--- Task objective ---
Find the lines below that contain the string "length", count them, and give only the number.

(Saved data entries)
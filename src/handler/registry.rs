//! Request handlers and the per-channel handler slot.
//!
//! A channel holds at most one handler. Installing a new one replaces the
//! previous; requests already dispatched keep running on the old one.
//!
//! # Example
//!
//! ```
//! use udsocket_rpc::handler::{Handler, HandlerSlot, FnHandler};
//! use serde_json::{json, Value};
//!
//! let slot = HandlerSlot::new();
//! assert!(slot.get().is_none());
//!
//! slot.set(FnHandler::new(|data: Value| async move { Ok(data) }));
//! assert!(slot.get().is_some());
//! ```

use std::future::Future;
use std::marker::PhantomData;
use std::pin::Pin;
use std::sync::{Arc, PoisonError, RwLock};

use serde::de::DeserializeOwned;
use serde::Serialize;
use serde_json::Value;

use super::outcome::{HandlerError, HandlerResult, INVALID_INPUT_CODE};

/// Boxed future for handler results.
pub type BoxFuture<'a, T> = Pin<Box<dyn Future<Output = T> + Send + 'a>>;

/// Trait for request handlers.
pub trait Handler: Send + Sync + 'static {
    /// Handle the `data` field of an inbound request.
    fn call(&self, data: Value) -> BoxFuture<'static, HandlerResult>;
}

/// Asynchronous closure handler over raw JSON values.
pub struct FnHandler<F> {
    handler: F,
}

impl<F, Fut> FnHandler<F>
where
    F: Fn(Value) -> Fut + Send + Sync + 'static,
    Fut: Future<Output = HandlerResult> + Send + 'static,
{
    /// Wrap an async closure.
    pub fn new(handler: F) -> Self {
        Self { handler }
    }
}

impl<F, Fut> Handler for FnHandler<F>
where
    F: Fn(Value) -> Fut + Send + Sync + 'static,
    Fut: Future<Output = HandlerResult> + Send + 'static,
{
    fn call(&self, data: Value) -> BoxFuture<'static, HandlerResult> {
        Box::pin((self.handler)(data))
    }
}

/// Synchronous closure handler; runs on the handler task.
pub struct SyncHandler<F> {
    handler: Arc<F>,
}

impl<F> SyncHandler<F>
where
    F: Fn(Value) -> HandlerResult + Send + Sync + 'static,
{
    /// Wrap a blocking-free synchronous closure.
    pub fn new(handler: F) -> Self {
        Self {
            handler: Arc::new(handler),
        }
    }
}

impl<F> Handler for SyncHandler<F>
where
    F: Fn(Value) -> HandlerResult + Send + Sync + 'static,
{
    fn call(&self, data: Value) -> BoxFuture<'static, HandlerResult> {
        let handler = self.handler.clone();
        Box::pin(async move { handler(data) })
    }
}

/// Wrapper that deserializes the request and serializes the response.
pub struct TypedHandler<F, T, R, E, Fut>
where
    F: Fn(T) -> Fut + Send + Sync + 'static,
    T: DeserializeOwned + Send + 'static,
    R: Serialize + Send + 'static,
    E: Into<HandlerError> + Send + 'static,
    Fut: Future<Output = std::result::Result<R, E>> + Send + 'static,
{
    handler: F,
    _phantom: PhantomData<fn(T) -> (Fut, R, E)>,
}

impl<F, T, R, E, Fut> TypedHandler<F, T, R, E, Fut>
where
    F: Fn(T) -> Fut + Send + Sync + 'static,
    T: DeserializeOwned + Send + 'static,
    R: Serialize + Send + 'static,
    E: Into<HandlerError> + Send + 'static,
    Fut: Future<Output = std::result::Result<R, E>> + Send + 'static,
{
    /// Create a new typed handler.
    pub fn new(handler: F) -> Self {
        Self {
            handler,
            _phantom: PhantomData,
        }
    }
}

impl<F, T, R, E, Fut> Handler for TypedHandler<F, T, R, E, Fut>
where
    F: Fn(T) -> Fut + Send + Sync + 'static,
    T: DeserializeOwned + Send + 'static,
    R: Serialize + Send + 'static,
    E: Into<HandlerError> + Send + 'static,
    Fut: Future<Output = std::result::Result<R, E>> + Send + 'static,
{
    fn call(&self, data: Value) -> BoxFuture<'static, HandlerResult> {
        let parsed: T = match serde_json::from_value(data) {
            Ok(v) => v,
            Err(e) => {
                let err = HandlerError::new(INVALID_INPUT_CODE, format!("invalid request: {}", e));
                return Box::pin(async move { Err(err) });
            }
        };

        let fut = (self.handler)(parsed);
        Box::pin(async move {
            match fut.await {
                Ok(response) => serde_json::to_value(response).map_err(HandlerError::from),
                Err(e) => Err(e.into()),
            }
        })
    }
}

/// The single handler slot of a channel.
#[derive(Default)]
pub struct HandlerSlot {
    handler: RwLock<Option<Arc<dyn Handler>>>,
}

impl HandlerSlot {
    /// Create an empty slot.
    pub fn new() -> Self {
        Self::default()
    }

    /// Install a handler, replacing any previous one.
    pub fn set<H: Handler>(&self, handler: H) {
        self.set_shared(Arc::new(handler));
    }

    /// Install an already shared handler.
    pub fn set_shared(&self, handler: Arc<dyn Handler>) {
        *self.handler.write().unwrap_or_else(PoisonError::into_inner) = Some(handler);
    }

    /// Remove the handler; later requests are dropped.
    pub fn clear(&self) -> Option<Arc<dyn Handler>> {
        self.handler
            .write()
            .unwrap_or_else(PoisonError::into_inner)
            .take()
    }

    /// Current handler, if any.
    pub fn get(&self) -> Option<Arc<dyn Handler>> {
        self.handler
            .read()
            .unwrap_or_else(PoisonError::into_inner)
            .clone()
    }
}
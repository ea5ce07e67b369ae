//! # udsocket-rpc
//!
//! Request/response messaging between processes over Unix domain sockets.
//!
//! Either end of a connection can send JSON requests and answer the peer's
//! requests with an installed handler. Messages travel as length-prefixed
//! frames whose payload is a `{id, data, error}` JSON envelope.
//!
//! ## Architecture
//!
//! - **Framing** ([`protocol`]): fixed-width length header, arena-backed
//!   encoder, reassembling decoder
//! - **Channel** ([`RpcChannel`]): pending-call table, read loop, dispatch
//!   to handlers, dedicated writer task
//! - **Listener** ([`RpcListener`]): binds a socket path and turns every
//!   accepted connection into a channel
//!
//! ## Example
//!
//! ```no_run
//! use udsocket_rpc::{ChannelConfig, RpcChannel, RpcListener};
//! use serde_json::json;
//!
//! #[tokio::main]
//! async fn main() -> udsocket_rpc::Result<()> {
//!     let listener = RpcListener::builder()
//!         .handler(|data| async move { Ok(json!({ "echo": data })) })
//!         .start("/tmp/echo.sock")
//!         .await?;
//!
//!     let client = RpcChannel::connect("/tmp/echo.sock", ChannelConfig::default()).await?;
//!     let reply = client.call(&json!("hello")).await?;
//!     assert_eq!(reply, json!({ "echo": "hello" }));
//!
//!     client.close();
//!     listener.close();
//!     listener.wait_for_shutdown().await;
//!     Ok(())
//! }
//! ```

pub mod codec;
pub mod config;
pub mod error;
pub mod handler;
pub mod pending;
pub mod protocol;
#[cfg(unix)]
pub mod transport;
pub mod writer;

mod channel;
#[cfg(unix)]
mod listener;
mod shutdown;

pub use channel::RpcChannel;
pub use config::{ChannelConfig, ChannelOptions};
pub use error::{RemoteError, Result, RpcError};
pub use handler::{HandlerError, HandlerResult};
#[cfg(unix)]
pub use listener::{ListenerBuilder, RpcListener};
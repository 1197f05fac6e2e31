//! Outbound notification seam toward the host bridge.

/// Callback surface the host exposes into the view.
///
/// The view makes exactly one outbound call: reporting field selection. It is
/// fire-and-forget; no return value is consumed.
pub trait Notifier {
    /// Cell (x, y) was newly selected; `(-1, -1)` means the selection
    /// cleared.
    fn on_field_selected(&mut self, x: i32, y: i32);
}

/// Notifier that drops all notifications.
#[derive(Debug, Clone, Copy, Default)]
pub struct NullNotifier;

impl Notifier for NullNotifier {
    fn on_field_selected(&mut self, _x: i32, _y: i32) {}
}
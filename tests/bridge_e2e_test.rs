//! Bridge end-to-end tests - a raw TCP client playing host

use std::time::Duration;

use tokio::io::{AsyncBufReadExt, AsyncWriteExt, BufReader};
use tokio::net::TcpStream;
use tokio::sync::{mpsc, oneshot};

use board_view::bridge::{
    create_ack, create_field_selected, create_hello, run_server, BridgeConfig, HostOp,
    InboundCommand, OutboundMessage,
};
use board_view::types::Coord;

fn test_config() -> BridgeConfig {
    BridgeConfig {
        host: "127.0.0.1".to_string(),
        port: 0,
        protocol_version: "1.0.0".to_string(),
        max_pending_commands: 8,
    }
}

async fn next_line(lines: &mut tokio::io::Lines<BufReader<tokio::net::tcp::OwnedReadHalf>>) -> serde_json::Value {
    let line = tokio::time::timeout(Duration::from_secs(2), lines.next_line())
        .await
        .expect("timed out waiting for line")
        .expect("read failed")
        .expect("connection closed");
    serde_json::from_str(&line).expect("line is not JSON")
}

#[tokio::test]
async fn bridge_hello_create_board_ack_and_selection_broadcast() {
    let (cmd_tx, mut cmd_rx) = mpsc::channel::<InboundCommand>(8);
    let (out_tx, out_rx) = mpsc::unbounded_channel::<OutboundMessage>();
    let (ready_tx, ready_rx) = oneshot::channel();

    let server_handle = tokio::spawn(async move {
        let _ = run_server(test_config(), cmd_tx, out_rx, Some(ready_tx)).await;
    });

    let addr = tokio::time::timeout(Duration::from_secs(2), ready_rx)
        .await
        .expect("server did not signal ready")
        .expect("ready channel dropped");

    let stream = TcpStream::connect(addr).await.expect("connect failed");
    let (read_half, mut write_half) = stream.into_split();
    let mut lines = BufReader::new(read_half).lines();

    // hello -> welcome
    let hello = create_hello(1, "e2e-host", "1.0.0");
    let line = serde_json::to_string(&hello).unwrap();
    write_half.write_all(line.as_bytes()).await.unwrap();
    write_half.write_all(b"\n").await.unwrap();

    let welcome = next_line(&mut lines).await;
    assert_eq!(welcome["type"], "welcome");
    assert_eq!(welcome["seq"], 1);

    // createBoard reaches the UI loop.
    let cmd = r#"{"type":"createBoard","seq":2,"ts":1,"size":9,"sectionSize":3}"#;
    write_half.write_all(cmd.as_bytes()).await.unwrap();
    write_half.write_all(b"\n").await.unwrap();

    let inbound = tokio::time::timeout(Duration::from_secs(2), cmd_rx.recv())
        .await
        .unwrap()
        .expect("expected inbound command");
    assert_eq!(inbound.seq, 2);
    assert_eq!(
        inbound.op,
        HostOp::CreateBoard {
            size: 9,
            section_size: 3
        }
    );

    // Ack after apply.
    out_tx
        .send(OutboundMessage::ToClient {
            client_id: inbound.client_id,
            line: serde_json::to_string(&create_ack(2)).unwrap(),
        })
        .unwrap();

    let ack = next_line(&mut lines).await;
    assert_eq!(ack["type"], "ack");
    assert_eq!(ack["seq"], 2);
    assert_eq!(ack["status"], "ok");

    // highlightFields conversion.
    let cmd = r#"{"type":"highlightFields","seq":3,"ts":1,"coordinates":[{"xPos":1,"yPos":1},{"xPos":2,"yPos":2}]}"#;
    write_half.write_all(cmd.as_bytes()).await.unwrap();
    write_half.write_all(b"\n").await.unwrap();

    let inbound = tokio::time::timeout(Duration::from_secs(2), cmd_rx.recv())
        .await
        .unwrap()
        .expect("expected inbound command");
    assert_eq!(
        inbound.op,
        HostOp::HighlightFields(vec![Coord::new(1, 1), Coord::new(2, 2)])
    );

    // Selection reports are broadcast.
    let report = create_field_selected(1, 4, 7);
    out_tx
        .send(OutboundMessage::Broadcast {
            line: serde_json::to_string(&report).unwrap(),
        })
        .unwrap();

    let selected = next_line(&mut lines).await;
    assert_eq!(selected["type"], "fieldSelected");
    assert_eq!(selected["xPos"], 4);
    assert_eq!(selected["yPos"], 7);

    server_handle.abort();
}

#[tokio::test]
async fn bridge_update_fields_collapses_words_to_the_word_flag() {
    let (cmd_tx, mut cmd_rx) = mpsc::channel::<InboundCommand>(8);
    let (out_tx, out_rx) = mpsc::unbounded_channel::<OutboundMessage>();
    let (ready_tx, ready_rx) = oneshot::channel();
    let _keep_out_tx = out_tx;

    let server_handle = tokio::spawn(async move {
        let _ = run_server(test_config(), cmd_tx, out_rx, Some(ready_tx)).await;
    });
    let addr = ready_rx.await.expect("ready channel dropped");

    let stream = TcpStream::connect(addr).await.expect("connect failed");
    let (read_half, mut write_half) = stream.into_split();
    let mut lines = BufReader::new(read_half).lines();

    let hello = serde_json::to_string(&create_hello(1, "e2e-host", "1.0.0")).unwrap();
    write_half.write_all(hello.as_bytes()).await.unwrap();
    write_half.write_all(b"\n").await.unwrap();
    let welcome = next_line(&mut lines).await;
    assert_eq!(welcome["type"], "welcome");

    let cmd = r#"{"type":"updateFields","seq":2,"ts":1,"fields":[{"xPos":0,"yPos":1,"character":"A","pencil":["1"],"words":[5],"locked":true}]}"#;
    write_half.write_all(cmd.as_bytes()).await.unwrap();
    write_half.write_all(b"\n").await.unwrap();

    let inbound = tokio::time::timeout(Duration::from_secs(2), cmd_rx.recv())
        .await
        .unwrap()
        .expect("expected inbound command");
    match inbound.op {
        HostOp::UpdateFields(updates) => {
            assert_eq!(updates.len(), 1);
            assert_eq!(updates[0].coord, Coord::new(0, 1));
            assert_eq!(updates[0].character, "A");
            assert_eq!(updates[0].pencil, vec!["1".to_string()]);
            assert!(updates[0].word);
            assert!(updates[0].locked);
        }
        other => panic!("unexpected op: {:?}", other),
    }

    server_handle.abort();
}

#[tokio::test]
async fn bridge_rejects_operations_before_hello_and_stale_seq() {
    let (cmd_tx, _cmd_rx) = mpsc::channel::<InboundCommand>(8);
    let (_out_tx, out_rx) = mpsc::unbounded_channel::<OutboundMessage>();
    let (ready_tx, ready_rx) = oneshot::channel();

    let server_handle = tokio::spawn(async move {
        let _ = run_server(test_config(), cmd_tx, out_rx, Some(ready_tx)).await;
    });
    let addr = ready_rx.await.expect("ready channel dropped");

    let stream = TcpStream::connect(addr).await.expect("connect failed");
    let (read_half, mut write_half) = stream.into_split();
    let mut lines = BufReader::new(read_half).lines();

    // Operation before hello.
    let cmd = r#"{"type":"createBoard","seq":1,"ts":1,"size":9,"sectionSize":3}"#;
    write_half.write_all(cmd.as_bytes()).await.unwrap();
    write_half.write_all(b"\n").await.unwrap();

    let error = next_line(&mut lines).await;
    assert_eq!(error["type"], "error");
    assert_eq!(error["code"], "handshake_required");

    // Handshake, then a stale seq.
    let hello = serde_json::to_string(&create_hello(5, "e2e-host", "1.0.0")).unwrap();
    write_half.write_all(hello.as_bytes()).await.unwrap();
    write_half.write_all(b"\n").await.unwrap();
    let welcome = next_line(&mut lines).await;
    assert_eq!(welcome["type"], "welcome");

    let cmd = r#"{"type":"createBoard","seq":5,"ts":1,"size":9,"sectionSize":3}"#;
    write_half.write_all(cmd.as_bytes()).await.unwrap();
    write_half.write_all(b"\n").await.unwrap();

    let error = next_line(&mut lines).await;
    assert_eq!(error["type"], "error");
    assert_eq!(error["code"], "invalid_command");

    server_handle.abort();
}
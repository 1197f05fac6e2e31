//! A single field on the game board.

use arrayvec::ArrayVec;

use board_view_types::{
    BorderStyle, Coord, FieldUpdate, CLASS_GAME_FIELD, CLASS_HIGHLIGHTED, CLASS_LOCKED,
    CLASS_SELECTED, CLASS_WORD, MAX_PENCIL_MARKS,
};

/// One grid position rendered as a discrete visual unit.
///
/// Identity (board size, x, y) and border variants are fixed at board
/// creation; content and the selected/highlighted markers mutate as the host
/// pushes state and the user clicks around.
#[derive(Debug, Clone, PartialEq, Eq)]
pub struct Cell {
    coord: Coord,
    board_size: u8,
    border_right: BorderStyle,
    border_bottom: BorderStyle,

    character: String,
    pencil: ArrayVec<String, MAX_PENCIL_MARKS>,
    word: bool,
    locked: bool,
    selected: bool,
    highlighted: bool,
}

impl Cell {
    pub(crate) fn new(
        coord: Coord,
        board_size: u8,
        border_right: BorderStyle,
        border_bottom: BorderStyle,
    ) -> Self {
        Self {
            coord,
            board_size,
            border_right,
            border_bottom,
            character: String::new(),
            pencil: ArrayVec::new(),
            word: false,
            locked: false,
            selected: false,
            highlighted: false,
        }
    }

    pub fn coord(&self) -> Coord {
        self.coord
    }

    pub fn border_right(&self) -> BorderStyle {
        self.border_right
    }

    pub fn border_bottom(&self) -> BorderStyle {
        self.border_bottom
    }

    pub fn character(&self) -> &str {
        &self.character
    }

    pub fn pencil(&self) -> &[String] {
        &self.pencil
    }

    /// Pencil marks as displayed: each entry prefixed by a single space.
    ///
    /// `["1", "2"]` renders as `" 1 2"`; an empty list renders as `""`.
    pub fn pencil_text(&self) -> String {
        let mut text = String::new();
        for mark in &self.pencil {
            text.push(' ');
            text.push_str(mark);
        }
        text
    }

    pub fn is_word(&self) -> bool {
        self.word
    }

    pub fn is_locked(&self) -> bool {
        self.locked
    }

    pub fn is_selected(&self) -> bool {
        self.selected
    }

    pub fn is_highlighted(&self) -> bool {
        self.highlighted
    }

    /// Replace the host-controlled content of this cell.
    ///
    /// Selection and highlight markers are user/host concerns with their own
    /// operations and are deliberately untouched here.
    pub(crate) fn apply(&mut self, update: FieldUpdate) {
        self.character = update.character;
        self.pencil.clear();
        for mark in update.pencil.into_iter().take(MAX_PENCIL_MARKS) {
            self.pencil.push(mark);
        }
        self.word = update.word;
        self.locked = update.locked;
    }

    pub(crate) fn set_selected(&mut self, selected: bool) {
        self.selected = selected;
    }

    pub(crate) fn set_highlighted(&mut self, highlighted: bool) {
        self.highlighted = highlighted;
    }

    /// The full marker list for this cell, in declaration order.
    ///
    /// This is the styling contract consumed by the host stylesheet: identity
    /// markers first, then border variants, then whichever state markers are
    /// currently set.
    pub fn classes(&self) -> Vec<String> {
        let mut classes = vec![
            CLASS_GAME_FIELD.to_string(),
            format!("size-{}", self.board_size),
            self.coord.xpos_class(),
            self.coord.ypos_class(),
            self.border_right.right_class().to_string(),
            self.border_bottom.bottom_class().to_string(),
        ];
        if self.selected {
            classes.push(CLASS_SELECTED.to_string());
        }
        if self.highlighted {
            classes.push(CLASS_HIGHLIGHTED.to_string());
        }
        if self.word {
            classes.push(CLASS_WORD.to_string());
        }
        if self.locked {
            classes.push(CLASS_LOCKED.to_string());
        }
        classes
    }
}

--- Solved exercise ---
2